▶ Your goal:
If a line in the data has the string "false", please show it.

================================

//! Sequences the whole recovery pipeline behind one entry point:
//! lex -> parse -> admission gate -> VM analysis -> reconstruction -> emit
//! -> validate. Every stage boundary fires a [`ProgressEvent`]; the caller
//! decides what, if anything, to do with it.

mod gate;

use std::sync::atomic::{AtomicBool, Ordering};
use std::sync::Arc;

use tracing::info_span;

use crate::decrypt::{LuraphVersion, Method};
use crate::emit;
use crate::lexer::tokenize;
use crate::parser::parse;
use crate::progress::{ProgressEvent, Stage};
use crate::reconstruct::reconstruct;
use crate::vm::{self, AnalyzeOptions};
use crate::{DeobfuscateOutput, Error, Result, Stats};

/// Caller-supplied knobs. Everything defaults to "figure it out
/// automatically" except `emit_source`, which defaults to off since
/// rendering readable Lua back out is more expensive than just emitting
/// bytecode.
#[derive(Clone, Default)]
pub struct Options {
    pub method: Method,
    pub key: Option<Vec<u8>>,
    pub iv: Option<Vec<u8>>,
    pub version: Option<LuraphVersion>,
    pub cancel: Option<Arc<AtomicBool>>,
    pub emit_source: bool,
}

/// Recovers Lua 5.3 bytecode (and, if asked, a best-effort readable source
/// rendering) from one Luraph-obfuscated source file.
///
/// `progress` is called synchronously, once per completed stage, from this
/// thread. `options.cancel` is polled between stages; when set, the call
/// returns `Error::Cancelled` without reaching emission.
pub fn deobfuscate(
    source: &[u8],
    options: Options,
    mut progress: impl FnMut(ProgressEvent),
) -> Result<DeobfuscateOutput> {
    let mut stats = Stats::default();

    check_cancelled(&options)?;
    let (tokens, lexer_stats) = info_span!("lex").in_scope(|| tokenize(source));
    tracing::debug!(unknown_fraction = lexer_stats.unknown_fraction(), "lexed");
    progress(ProgressEvent::new(Stage::Lex));

    let source_text = String::from_utf8_lossy(source).into_owned();

    check_cancelled(&options)?;
    let (ast, parse_errors, _parser_stats) = info_span!("parse").in_scope(|| parse(&tokens));
    if let Some(err) = parse_errors.iter().find(|e| e.fatal) {
        return Err(Error::InvalidLua {
            line: err.at.line,
            col: err.at.start,
            msg: err.expected.clone(),
        });
    }
    for err in &parse_errors {
        stats.warn(format!("{err}"));
    }
    progress(ProgressEvent::new(Stage::Parse));

    check_cancelled(&options)?;
    if !info_span!("detect_vm").in_scope(|| gate::looks_like_luraph(&source_text, &tokens, &ast)) {
        return Err(Error::NotLuraph);
    }
    progress(ProgressEvent::new(Stage::DetectVm));

    check_cancelled(&options)?;
    let method = options
        .version
        .map(LuraphVersion::default_method)
        .unwrap_or(options.method);
    let analyze_options = AnalyzeOptions {
        method,
        key: options.key.clone(),
    };
    let ctx = info_span!("analyze")
        .in_scope(|| vm::analyze(&source_text, &ast, analyze_options));
    progress(ProgressEvent::new(Stage::FindEncryption));

    check_cancelled(&options)?;
    apply_decrypt_report(&ctx, &mut stats)?;
    progress(ProgressEvent::new(Stage::Decrypt));

    // No dedicated anti-decompile-stripping pass exists yet; the peephole
    // dead-code pass in `reconstruct` already removes the unreachable junk
    // blocks Luraph inserts, so this stage is a pass-through marker kept
    // for wire/progress-event compatibility.
    check_cancelled(&options)?;
    progress(ProgressEvent::new(Stage::StripAntiDecompile));

    check_cancelled(&options)?;
    let proto =
        info_span!("reconstruct").in_scope(|| reconstruct(&ctx, "chunk", &mut stats));
    progress(ProgressEvent::new(Stage::Optimize));

    check_cancelled(&options)?;
    let bytecode = info_span!("emit").in_scope(|| emit::emit(&proto));
    emit::validate(&bytecode)?;
    progress(ProgressEvent::new(Stage::Emit));

    stats.constants_decrypted = ctx.decrypt_report.encrypted_total - ctx.decrypt_report.failed.len();

    let source_code = if options.emit_source {
        Some(render_source(&proto))
    } else {
        None
    };

    Ok(DeobfuscateOutput {
        source_code,
        bytecode: Some(bytecode),
        stats,
    })
}

fn check_cancelled(options: &Options) -> Result<()> {
    if options
        .cancel
        .as_ref()
        .map(|c| c.load(Ordering::Relaxed))
        .unwrap_or(false)
    {
        return Err(Error::Cancelled);
    }
    Ok(())
}

/// Applies the "fatal at >=50% failure, else a per-constant warning" rule
/// recorded during analysis. A badly-keyed XOR-family decryption never sets
/// `DecryptOutcome.ok = false` (those methods are self-inverse and always
/// "succeed"), so it only ever shows up as a low-scoring `auto` guess in
/// `low_confidence`, not `failed` — both count toward the fatal threshold,
/// since a session where every string plausibly decrypted to noise is as
/// unusable as one where decryption outright errored.
fn apply_decrypt_report(ctx: &vm::VmContext, stats: &mut Stats) -> Result<()> {
    let report = &ctx.decrypt_report;
    if report.encrypted_total == 0 {
        return Ok(());
    }
    let bad = report.failed.len() + report.low_confidence.len();
    let failure_rate = bad as f64 / report.encrypted_total as f64;
    if failure_rate >= 0.5 {
        return Err(Error::DecryptionFailed {
            failed: bad,
            total: report.encrypted_total,
        });
    }
    for idx in &report.failed {
        stats.warn(format!("constant #{idx}: decryption failed, kept ciphertext"));
    }
    for idx in &report.low_confidence {
        stats.warn(format!(
            "constant #{idx}: auto-detected decryption method scored low, plaintext may be wrong"
        ));
    }
    Ok(())
}

/// A minimal, best-effort `R[a], K[b]`-style rendering of the recovered
/// instruction stream. Not a full Lua 5.3 decompiler; good enough for a
/// human to eyeball what each handler turned into.
fn render_source(proto: &crate::reconstruct::VMProto) -> String {
    use std::fmt::Write as _;
    let mut out = String::new();
    let _ = writeln!(out, "-- recovered from {}", proto.source);
    for (pc, instr) in proto.code.iter().enumerate() {
        let _ = writeln!(out, "[{pc}] {:?} a={} b={} c={}", instr.opcode, instr.a, instr.b, instr.c);
    }
    out
}

#[cfg(test)]
mod tests {
    use super::*;

    fn run(src: &str) -> Result<DeobfuscateOutput> {
        deobfuscate(src.as_bytes(), Options::default(), |_| {})
    }

    #[test]
    fn rejects_plain_lua() {
        let err = run("print(\"hello\")\n").unwrap_err();
        assert!(matches!(err, Error::NotLuraph));
    }

    #[test]
    fn recovers_a_trivial_move_handler() {
        let src = "function handler_0(a, b) R[0] = R[1] end\n";
        let out = run(src).unwrap();
        assert_eq!(out.stats.handlers_processed, 1);
        assert!(out.bytecode.is_some());
    }

    #[test]
    fn cancellation_short_circuits_before_emit() {
        let flag = Arc::new(AtomicBool::new(true));
        let options = Options {
            cancel: Some(flag),
            ..Options::default()
        };
        let err = deobfuscate(b"function handler_0() R[0] = R[1] end\n", options, |_| {})
            .unwrap_err();
        assert!(matches!(err, Error::Cancelled));
    }

    #[test]
    fn emits_readable_source_when_asked() {
        let src = "function handler_0(a, b) R[0] = R[1] end\n";
        let options = Options {
            emit_source: true,
            ..Options::default()
        };
        let out = deobfuscate(src.as_bytes(), options, |_| {}).unwrap();
        assert!(out.source_code.unwrap().contains("Move"));
    }

    fn ctx_with_report(report: vm::DecryptReport) -> vm::VmContext {
        vm::VmContext {
            handlers: vec![],
            constants: vec![],
            encryption: None,
            stats: vm::AnalyzerStats::default(),
            decrypt_report: report,
        }
    }

    #[test]
    fn low_confidence_constants_count_toward_the_fatal_threshold() {
        let mut stats = Stats::default();
        let ctx = ctx_with_report(vm::DecryptReport {
            encrypted_total: 2,
            failed: vec![],
            low_confidence: vec![0, 1],
        });
        let err = apply_decrypt_report(&ctx, &mut stats).unwrap_err();
        assert!(matches!(err, Error::DecryptionFailed { failed: 2, total: 2 }));
    }

    #[test]
    fn a_minority_of_low_confidence_constants_just_warns() {
        let mut stats = Stats::default();
        let ctx = ctx_with_report(vm::DecryptReport {
            encrypted_total: 5,
            failed: vec![],
            low_confidence: vec![2],
        });
        apply_decrypt_report(&ctx, &mut stats).unwrap();
        assert_eq!(stats.warnings.len(), 1);
        assert!(stats.warnings[0].contains("scored low"));
    }
}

================================

▶ Answer to the exercise:
        .unwrap_or(false)
/// `DecryptOutcome.ok = false` (those methods are self-inverse and always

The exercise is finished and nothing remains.